== Segment start ==

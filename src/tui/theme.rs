//! TUI color semantics and style constants.
//!
//! Centralized theme definitions. Pure data — consumed by the
//! rendering layer for visual consistency.
//!
//! Color semantics:
//! - Green: correct answers (post-submission ✔ marks)
//! - Red: wrong answers (post-submission ✖ marks)
//! - Cyan: selected items and keybinding hints
//! - Yellow: the teacher dashboard panel
//! - Dim: de-emphasized (unselected markers, help line)
//! - Bold: important (score, level title)

use ratatui::style::{Color, Modifier, Style};

// ============================================================================
// SEMANTIC STYLES
// ============================================================================

/// Correct answer — green.
pub const STYLE_CORRECT: Style = Style::new().fg(Color::Green);

/// Wrong answer — red.
pub const STYLE_WRONG: Style = Style::new().fg(Color::Red);

/// Selected item / interactive hint — cyan.
pub const STYLE_SELECTED: Style = Style::new().fg(Color::Cyan);

/// Teacher dashboard panel — yellow.
pub const STYLE_DASHBOARD: Style = Style::new().fg(Color::Yellow);

/// De-emphasized text — dark gray.
pub const STYLE_DIM: Style = Style::new().fg(Color::DarkGray);

/// Important text — bold.
pub const STYLE_IMPORTANT: Style = Style::new().add_modifier(Modifier::BOLD);

// ============================================================================
// UI ELEMENT STYLES
// ============================================================================

/// Title bar / header.
pub const STYLE_TITLE: Style = Style::new().fg(Color::White).add_modifier(Modifier::BOLD);

/// Running score in the header.
pub const STYLE_SCORE: Style = Style::new().fg(Color::Cyan).add_modifier(Modifier::BOLD);

/// Cursor row in the item list.
pub const STYLE_CURSOR: Style = Style::new().add_modifier(Modifier::REVERSED);

/// Checkbox: checked.
pub const STYLE_CHECKED: Style = Style::new().fg(Color::Cyan).add_modifier(Modifier::BOLD);

/// Checkbox: unchecked.
pub const STYLE_UNCHECKED: Style = Style::new().fg(Color::DarkGray);

/// Footer / help line.
pub const STYLE_HELP: Style = Style::new().fg(Color::DarkGray);

// ============================================================================
// TESTS
// ============================================================================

== Segment end ==

## Task to carry out
Starting at the line that contains "pub const STYLE_SCORE: Style", print every line through the end of the listing, word for word. Leave out all the rest.

## Result
pub const STYLE_SCORE: Style = Style::new().fg(Color::Cyan).add_modifier(Modifier::BOLD);

/// Cursor row in the item list.
pub const STYLE_CURSOR: Style = Style::new().add_modifier(Modifier::REVERSED);

/// Checkbox: checked.
pub const STYLE_CHECKED: Style = Style::new().fg(Color::Cyan).add_modifier(Modifier::BOLD);

/// Checkbox: unchecked.
pub const STYLE_UNCHECKED: Style = Style::new().fg(Color::DarkGray);

/// Footer / help line.
pub const STYLE_HELP: Style = Style::new().fg(Color::DarkGray);

// ============================================================================
// TESTS
// ============================================================================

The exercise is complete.